[Task goal]:
Below are the entries. Transcribe exactly the lines from the one with "Residual-safe filter buffer." through the one with "buffer it consumed.", ends included, and leave out all others.

[Recorded data]:
──────

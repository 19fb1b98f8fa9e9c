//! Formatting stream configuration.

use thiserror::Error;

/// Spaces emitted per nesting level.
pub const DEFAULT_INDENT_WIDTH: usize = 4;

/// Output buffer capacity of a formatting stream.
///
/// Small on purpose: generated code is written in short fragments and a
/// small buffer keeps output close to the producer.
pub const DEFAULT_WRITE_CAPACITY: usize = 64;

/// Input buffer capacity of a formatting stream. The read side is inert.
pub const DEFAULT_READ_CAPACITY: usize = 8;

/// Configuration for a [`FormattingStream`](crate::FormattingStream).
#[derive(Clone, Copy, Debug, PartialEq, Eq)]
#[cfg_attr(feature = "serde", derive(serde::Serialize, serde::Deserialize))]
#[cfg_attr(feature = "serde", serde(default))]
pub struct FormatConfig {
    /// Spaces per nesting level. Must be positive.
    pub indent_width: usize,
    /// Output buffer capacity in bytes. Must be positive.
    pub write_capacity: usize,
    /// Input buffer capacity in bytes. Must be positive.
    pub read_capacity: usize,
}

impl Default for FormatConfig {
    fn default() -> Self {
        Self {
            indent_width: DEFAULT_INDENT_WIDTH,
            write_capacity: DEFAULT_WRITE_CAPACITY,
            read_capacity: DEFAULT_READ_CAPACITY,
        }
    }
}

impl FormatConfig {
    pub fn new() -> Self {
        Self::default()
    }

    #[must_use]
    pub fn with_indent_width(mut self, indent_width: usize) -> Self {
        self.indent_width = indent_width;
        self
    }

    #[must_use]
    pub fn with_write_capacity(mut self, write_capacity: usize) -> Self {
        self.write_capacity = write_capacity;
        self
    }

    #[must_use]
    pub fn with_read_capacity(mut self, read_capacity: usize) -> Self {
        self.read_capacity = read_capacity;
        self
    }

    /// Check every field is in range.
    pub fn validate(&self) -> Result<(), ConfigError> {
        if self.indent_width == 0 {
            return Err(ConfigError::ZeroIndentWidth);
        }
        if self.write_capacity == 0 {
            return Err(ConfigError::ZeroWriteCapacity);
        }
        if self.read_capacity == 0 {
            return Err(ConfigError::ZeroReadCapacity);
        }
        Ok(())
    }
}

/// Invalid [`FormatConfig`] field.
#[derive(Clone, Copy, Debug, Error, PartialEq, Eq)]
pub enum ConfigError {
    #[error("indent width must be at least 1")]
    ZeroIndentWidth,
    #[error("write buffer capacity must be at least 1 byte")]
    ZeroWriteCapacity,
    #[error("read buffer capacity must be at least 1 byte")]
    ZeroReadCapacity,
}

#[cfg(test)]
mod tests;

──────

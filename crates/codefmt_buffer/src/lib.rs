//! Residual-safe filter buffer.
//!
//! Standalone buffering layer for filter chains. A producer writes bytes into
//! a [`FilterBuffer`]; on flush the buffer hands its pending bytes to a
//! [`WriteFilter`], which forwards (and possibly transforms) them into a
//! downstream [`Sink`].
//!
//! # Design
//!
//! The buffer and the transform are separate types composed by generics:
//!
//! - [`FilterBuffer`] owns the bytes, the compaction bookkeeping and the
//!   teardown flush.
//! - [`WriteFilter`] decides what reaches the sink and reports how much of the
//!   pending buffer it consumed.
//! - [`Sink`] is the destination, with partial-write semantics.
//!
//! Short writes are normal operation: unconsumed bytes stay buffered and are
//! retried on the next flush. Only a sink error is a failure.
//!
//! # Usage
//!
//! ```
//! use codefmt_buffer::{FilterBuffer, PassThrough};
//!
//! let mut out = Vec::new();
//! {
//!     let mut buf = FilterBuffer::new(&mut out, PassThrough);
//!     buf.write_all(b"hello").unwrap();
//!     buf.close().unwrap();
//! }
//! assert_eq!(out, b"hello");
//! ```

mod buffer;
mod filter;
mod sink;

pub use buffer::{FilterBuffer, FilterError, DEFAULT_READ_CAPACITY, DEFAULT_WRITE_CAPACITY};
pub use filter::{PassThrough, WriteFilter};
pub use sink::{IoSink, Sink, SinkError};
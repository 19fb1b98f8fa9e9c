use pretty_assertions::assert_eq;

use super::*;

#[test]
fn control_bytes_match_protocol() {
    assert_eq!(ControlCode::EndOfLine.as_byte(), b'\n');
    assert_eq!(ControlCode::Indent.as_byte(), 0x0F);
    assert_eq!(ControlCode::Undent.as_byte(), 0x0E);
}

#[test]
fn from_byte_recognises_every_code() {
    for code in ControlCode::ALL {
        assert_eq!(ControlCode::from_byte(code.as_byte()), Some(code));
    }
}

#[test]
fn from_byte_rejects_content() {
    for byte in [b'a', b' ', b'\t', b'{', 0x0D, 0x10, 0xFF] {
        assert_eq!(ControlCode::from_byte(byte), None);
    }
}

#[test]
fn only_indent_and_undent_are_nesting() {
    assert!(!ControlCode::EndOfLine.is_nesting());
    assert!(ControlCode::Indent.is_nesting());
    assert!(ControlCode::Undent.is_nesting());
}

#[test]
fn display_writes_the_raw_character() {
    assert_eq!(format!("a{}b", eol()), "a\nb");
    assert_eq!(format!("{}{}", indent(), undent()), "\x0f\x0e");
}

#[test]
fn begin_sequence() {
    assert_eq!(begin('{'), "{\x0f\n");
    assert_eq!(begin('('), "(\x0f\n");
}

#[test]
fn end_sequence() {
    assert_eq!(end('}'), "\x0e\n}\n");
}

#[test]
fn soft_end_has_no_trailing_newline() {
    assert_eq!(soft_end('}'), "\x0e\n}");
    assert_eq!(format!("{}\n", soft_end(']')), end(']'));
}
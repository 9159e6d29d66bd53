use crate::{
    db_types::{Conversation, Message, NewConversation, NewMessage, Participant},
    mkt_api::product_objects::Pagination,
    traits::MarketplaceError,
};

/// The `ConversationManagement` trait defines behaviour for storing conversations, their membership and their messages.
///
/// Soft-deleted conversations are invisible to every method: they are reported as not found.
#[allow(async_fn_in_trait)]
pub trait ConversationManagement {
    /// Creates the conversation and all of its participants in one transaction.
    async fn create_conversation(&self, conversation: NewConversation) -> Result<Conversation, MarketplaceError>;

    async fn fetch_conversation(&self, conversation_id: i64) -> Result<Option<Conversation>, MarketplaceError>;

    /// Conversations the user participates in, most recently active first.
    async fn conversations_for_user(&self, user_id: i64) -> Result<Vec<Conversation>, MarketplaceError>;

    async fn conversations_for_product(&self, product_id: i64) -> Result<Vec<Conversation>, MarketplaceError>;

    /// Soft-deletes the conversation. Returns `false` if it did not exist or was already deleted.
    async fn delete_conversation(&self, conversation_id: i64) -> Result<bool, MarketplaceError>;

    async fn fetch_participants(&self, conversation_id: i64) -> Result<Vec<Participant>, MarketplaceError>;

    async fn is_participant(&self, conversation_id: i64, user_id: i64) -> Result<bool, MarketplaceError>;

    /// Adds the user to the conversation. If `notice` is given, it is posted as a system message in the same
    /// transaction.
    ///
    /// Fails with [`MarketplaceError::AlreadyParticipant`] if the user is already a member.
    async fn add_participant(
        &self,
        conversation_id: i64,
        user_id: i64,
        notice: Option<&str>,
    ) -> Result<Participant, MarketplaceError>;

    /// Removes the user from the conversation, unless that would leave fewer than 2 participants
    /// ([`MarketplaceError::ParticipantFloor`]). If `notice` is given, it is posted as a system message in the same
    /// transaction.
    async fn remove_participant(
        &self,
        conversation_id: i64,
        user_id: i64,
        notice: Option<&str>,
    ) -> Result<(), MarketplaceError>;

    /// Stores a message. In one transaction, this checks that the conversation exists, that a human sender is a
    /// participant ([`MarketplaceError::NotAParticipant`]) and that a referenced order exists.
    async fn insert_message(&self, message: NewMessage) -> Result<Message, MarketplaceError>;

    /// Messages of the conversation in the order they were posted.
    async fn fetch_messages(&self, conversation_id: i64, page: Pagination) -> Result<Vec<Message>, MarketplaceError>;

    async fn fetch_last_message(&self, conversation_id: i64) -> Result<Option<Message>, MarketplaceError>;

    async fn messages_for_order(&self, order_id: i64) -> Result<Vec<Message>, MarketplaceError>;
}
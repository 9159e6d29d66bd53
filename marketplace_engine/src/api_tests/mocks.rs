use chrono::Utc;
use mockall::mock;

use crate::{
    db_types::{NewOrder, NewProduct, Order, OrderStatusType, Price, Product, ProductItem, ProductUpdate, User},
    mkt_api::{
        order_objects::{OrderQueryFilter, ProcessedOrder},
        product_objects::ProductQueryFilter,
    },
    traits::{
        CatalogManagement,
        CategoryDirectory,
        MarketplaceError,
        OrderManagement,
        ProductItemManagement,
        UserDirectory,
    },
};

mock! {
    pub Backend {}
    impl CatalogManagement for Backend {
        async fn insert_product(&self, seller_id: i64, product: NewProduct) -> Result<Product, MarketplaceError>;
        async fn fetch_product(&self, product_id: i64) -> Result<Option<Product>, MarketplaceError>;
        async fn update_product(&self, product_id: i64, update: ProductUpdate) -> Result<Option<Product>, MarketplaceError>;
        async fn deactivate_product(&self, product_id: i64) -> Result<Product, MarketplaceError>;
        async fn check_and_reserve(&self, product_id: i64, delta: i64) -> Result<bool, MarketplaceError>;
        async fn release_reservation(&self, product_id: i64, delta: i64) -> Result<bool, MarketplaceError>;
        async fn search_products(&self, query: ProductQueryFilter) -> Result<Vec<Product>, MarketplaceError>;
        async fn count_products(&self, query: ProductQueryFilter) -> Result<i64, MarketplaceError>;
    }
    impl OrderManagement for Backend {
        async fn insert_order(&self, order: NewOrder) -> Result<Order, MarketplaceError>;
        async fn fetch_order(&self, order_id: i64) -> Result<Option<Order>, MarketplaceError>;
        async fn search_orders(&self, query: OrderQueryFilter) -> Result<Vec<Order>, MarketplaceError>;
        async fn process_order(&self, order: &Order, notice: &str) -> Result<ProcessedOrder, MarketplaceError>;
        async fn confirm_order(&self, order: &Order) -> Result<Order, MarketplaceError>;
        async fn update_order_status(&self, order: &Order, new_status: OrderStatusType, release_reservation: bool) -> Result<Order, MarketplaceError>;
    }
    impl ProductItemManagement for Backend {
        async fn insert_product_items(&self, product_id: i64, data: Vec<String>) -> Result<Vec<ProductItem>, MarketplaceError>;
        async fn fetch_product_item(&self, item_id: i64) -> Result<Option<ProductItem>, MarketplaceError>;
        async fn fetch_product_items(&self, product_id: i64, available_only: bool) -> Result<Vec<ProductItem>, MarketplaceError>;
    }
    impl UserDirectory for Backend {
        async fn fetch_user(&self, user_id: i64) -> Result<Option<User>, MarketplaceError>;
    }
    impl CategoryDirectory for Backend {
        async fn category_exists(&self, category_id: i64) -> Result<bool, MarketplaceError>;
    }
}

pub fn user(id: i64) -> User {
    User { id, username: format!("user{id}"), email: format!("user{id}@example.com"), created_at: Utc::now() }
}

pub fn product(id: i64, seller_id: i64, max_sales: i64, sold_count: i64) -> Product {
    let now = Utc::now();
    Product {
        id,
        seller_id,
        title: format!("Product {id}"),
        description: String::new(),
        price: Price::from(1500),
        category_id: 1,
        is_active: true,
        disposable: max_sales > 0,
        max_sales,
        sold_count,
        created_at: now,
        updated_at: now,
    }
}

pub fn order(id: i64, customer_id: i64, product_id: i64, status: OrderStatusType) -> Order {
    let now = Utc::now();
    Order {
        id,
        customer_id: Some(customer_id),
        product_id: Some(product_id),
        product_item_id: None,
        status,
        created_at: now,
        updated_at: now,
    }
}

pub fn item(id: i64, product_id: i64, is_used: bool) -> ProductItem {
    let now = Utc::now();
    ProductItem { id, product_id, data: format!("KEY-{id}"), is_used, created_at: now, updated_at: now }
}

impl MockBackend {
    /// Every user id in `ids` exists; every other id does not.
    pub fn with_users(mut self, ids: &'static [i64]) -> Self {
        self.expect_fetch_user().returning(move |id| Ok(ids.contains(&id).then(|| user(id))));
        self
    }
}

──────

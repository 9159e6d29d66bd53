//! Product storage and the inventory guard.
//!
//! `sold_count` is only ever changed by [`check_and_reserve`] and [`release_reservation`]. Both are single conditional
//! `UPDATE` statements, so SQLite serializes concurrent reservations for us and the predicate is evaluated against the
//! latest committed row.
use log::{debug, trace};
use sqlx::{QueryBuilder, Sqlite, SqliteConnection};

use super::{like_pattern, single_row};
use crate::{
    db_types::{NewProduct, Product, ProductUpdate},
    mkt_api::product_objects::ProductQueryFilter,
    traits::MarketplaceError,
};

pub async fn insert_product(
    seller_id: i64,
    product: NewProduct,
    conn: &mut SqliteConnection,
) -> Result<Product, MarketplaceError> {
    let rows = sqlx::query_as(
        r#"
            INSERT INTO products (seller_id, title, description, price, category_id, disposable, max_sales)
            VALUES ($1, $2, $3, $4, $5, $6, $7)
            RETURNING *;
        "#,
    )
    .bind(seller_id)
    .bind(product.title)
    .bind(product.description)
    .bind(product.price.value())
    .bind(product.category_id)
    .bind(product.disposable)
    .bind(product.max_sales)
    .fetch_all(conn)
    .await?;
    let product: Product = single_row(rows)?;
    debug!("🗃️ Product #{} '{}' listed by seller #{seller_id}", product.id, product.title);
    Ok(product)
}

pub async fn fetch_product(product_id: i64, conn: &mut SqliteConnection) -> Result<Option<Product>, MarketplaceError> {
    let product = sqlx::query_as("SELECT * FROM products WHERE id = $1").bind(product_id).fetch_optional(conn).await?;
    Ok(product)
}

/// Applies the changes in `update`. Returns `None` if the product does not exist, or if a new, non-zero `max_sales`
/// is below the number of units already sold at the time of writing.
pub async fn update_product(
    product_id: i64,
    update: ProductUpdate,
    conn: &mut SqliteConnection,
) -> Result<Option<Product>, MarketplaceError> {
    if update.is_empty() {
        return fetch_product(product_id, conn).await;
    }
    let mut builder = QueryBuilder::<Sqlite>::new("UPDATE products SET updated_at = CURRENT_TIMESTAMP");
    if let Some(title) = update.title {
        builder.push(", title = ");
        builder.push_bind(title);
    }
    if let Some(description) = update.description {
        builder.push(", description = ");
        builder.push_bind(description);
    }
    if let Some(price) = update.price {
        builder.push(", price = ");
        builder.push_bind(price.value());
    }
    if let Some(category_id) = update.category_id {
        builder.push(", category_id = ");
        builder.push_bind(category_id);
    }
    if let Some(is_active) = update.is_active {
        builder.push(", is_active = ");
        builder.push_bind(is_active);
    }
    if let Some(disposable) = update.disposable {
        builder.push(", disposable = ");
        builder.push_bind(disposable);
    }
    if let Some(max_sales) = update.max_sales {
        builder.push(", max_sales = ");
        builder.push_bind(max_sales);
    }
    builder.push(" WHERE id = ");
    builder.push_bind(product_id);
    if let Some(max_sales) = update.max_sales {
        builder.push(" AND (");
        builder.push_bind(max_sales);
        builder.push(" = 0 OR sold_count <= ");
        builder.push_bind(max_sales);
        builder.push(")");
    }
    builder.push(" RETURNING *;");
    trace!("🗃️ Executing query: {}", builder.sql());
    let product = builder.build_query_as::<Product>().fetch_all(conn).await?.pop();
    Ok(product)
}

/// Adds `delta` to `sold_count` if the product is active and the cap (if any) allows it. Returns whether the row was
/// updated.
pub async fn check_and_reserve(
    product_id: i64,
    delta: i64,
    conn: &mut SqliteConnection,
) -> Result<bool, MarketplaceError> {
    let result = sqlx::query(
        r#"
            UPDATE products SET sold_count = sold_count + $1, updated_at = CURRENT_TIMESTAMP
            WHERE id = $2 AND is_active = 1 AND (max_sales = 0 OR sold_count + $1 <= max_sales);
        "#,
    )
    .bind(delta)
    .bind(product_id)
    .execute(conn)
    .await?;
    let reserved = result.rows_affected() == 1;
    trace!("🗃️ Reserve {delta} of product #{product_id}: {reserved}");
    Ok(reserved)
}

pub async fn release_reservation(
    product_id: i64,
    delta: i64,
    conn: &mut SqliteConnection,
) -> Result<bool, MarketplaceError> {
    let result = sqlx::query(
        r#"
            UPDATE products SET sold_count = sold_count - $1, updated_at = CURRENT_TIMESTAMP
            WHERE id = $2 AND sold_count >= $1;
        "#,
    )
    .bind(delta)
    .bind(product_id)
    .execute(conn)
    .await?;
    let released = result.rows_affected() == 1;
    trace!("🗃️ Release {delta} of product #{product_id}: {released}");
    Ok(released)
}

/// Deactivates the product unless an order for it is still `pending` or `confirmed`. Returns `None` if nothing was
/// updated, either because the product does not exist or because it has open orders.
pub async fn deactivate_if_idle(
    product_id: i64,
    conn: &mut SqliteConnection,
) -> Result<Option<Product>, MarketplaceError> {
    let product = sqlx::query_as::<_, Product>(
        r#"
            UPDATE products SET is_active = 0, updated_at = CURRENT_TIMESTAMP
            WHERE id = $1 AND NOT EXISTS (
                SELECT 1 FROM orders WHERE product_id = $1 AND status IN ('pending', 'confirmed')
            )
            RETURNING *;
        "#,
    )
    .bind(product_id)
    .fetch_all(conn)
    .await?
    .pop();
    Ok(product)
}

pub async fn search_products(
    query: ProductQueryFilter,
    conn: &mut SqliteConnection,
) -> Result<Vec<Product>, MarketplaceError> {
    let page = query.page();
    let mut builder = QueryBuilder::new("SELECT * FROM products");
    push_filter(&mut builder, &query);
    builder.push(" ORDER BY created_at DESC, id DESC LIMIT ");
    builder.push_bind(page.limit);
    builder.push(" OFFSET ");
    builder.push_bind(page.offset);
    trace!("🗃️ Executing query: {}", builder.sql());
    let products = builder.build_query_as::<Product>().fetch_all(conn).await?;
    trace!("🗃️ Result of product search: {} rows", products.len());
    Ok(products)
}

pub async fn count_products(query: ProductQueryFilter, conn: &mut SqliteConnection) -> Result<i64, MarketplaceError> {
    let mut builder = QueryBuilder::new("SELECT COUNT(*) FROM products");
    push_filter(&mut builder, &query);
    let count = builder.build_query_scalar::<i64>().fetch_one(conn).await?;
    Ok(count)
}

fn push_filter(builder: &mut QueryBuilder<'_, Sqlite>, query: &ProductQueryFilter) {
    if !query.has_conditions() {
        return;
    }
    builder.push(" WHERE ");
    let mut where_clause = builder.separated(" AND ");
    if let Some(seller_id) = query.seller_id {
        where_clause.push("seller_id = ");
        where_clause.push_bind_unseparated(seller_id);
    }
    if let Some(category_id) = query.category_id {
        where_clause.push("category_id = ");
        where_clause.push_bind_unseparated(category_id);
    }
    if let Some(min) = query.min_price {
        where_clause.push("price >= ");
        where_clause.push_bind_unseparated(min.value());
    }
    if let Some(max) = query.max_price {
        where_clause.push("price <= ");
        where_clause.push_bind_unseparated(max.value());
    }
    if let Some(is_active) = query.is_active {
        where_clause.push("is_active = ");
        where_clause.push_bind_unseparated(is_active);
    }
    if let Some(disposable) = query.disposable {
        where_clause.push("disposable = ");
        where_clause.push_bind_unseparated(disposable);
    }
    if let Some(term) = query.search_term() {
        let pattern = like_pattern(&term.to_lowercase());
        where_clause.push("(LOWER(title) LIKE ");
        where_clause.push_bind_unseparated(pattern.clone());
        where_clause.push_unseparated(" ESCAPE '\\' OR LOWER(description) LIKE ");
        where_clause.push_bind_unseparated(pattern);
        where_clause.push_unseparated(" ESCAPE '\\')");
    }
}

──────

[Finished task]:
//! Residual-safe filter buffer.
//!
//! Standalone buffering layer for filter chains. A producer writes bytes into
//! a [`FilterBuffer`]; on flush the buffer hands its pending bytes to a
//! [`WriteFilter`], which forwards (and possibly transforms) them into a
//! downstream [`Sink`].
//!
//! # Design
//!
//! The buffer and the transform are separate types composed by generics:
//!
//! - [`FilterBuffer`] owns the bytes, the compaction bookkeeping and the
//!   teardown flush.
//! - [`WriteFilter`] decides what reaches the sink and reports how much of the
//!   pending buffer it consumed.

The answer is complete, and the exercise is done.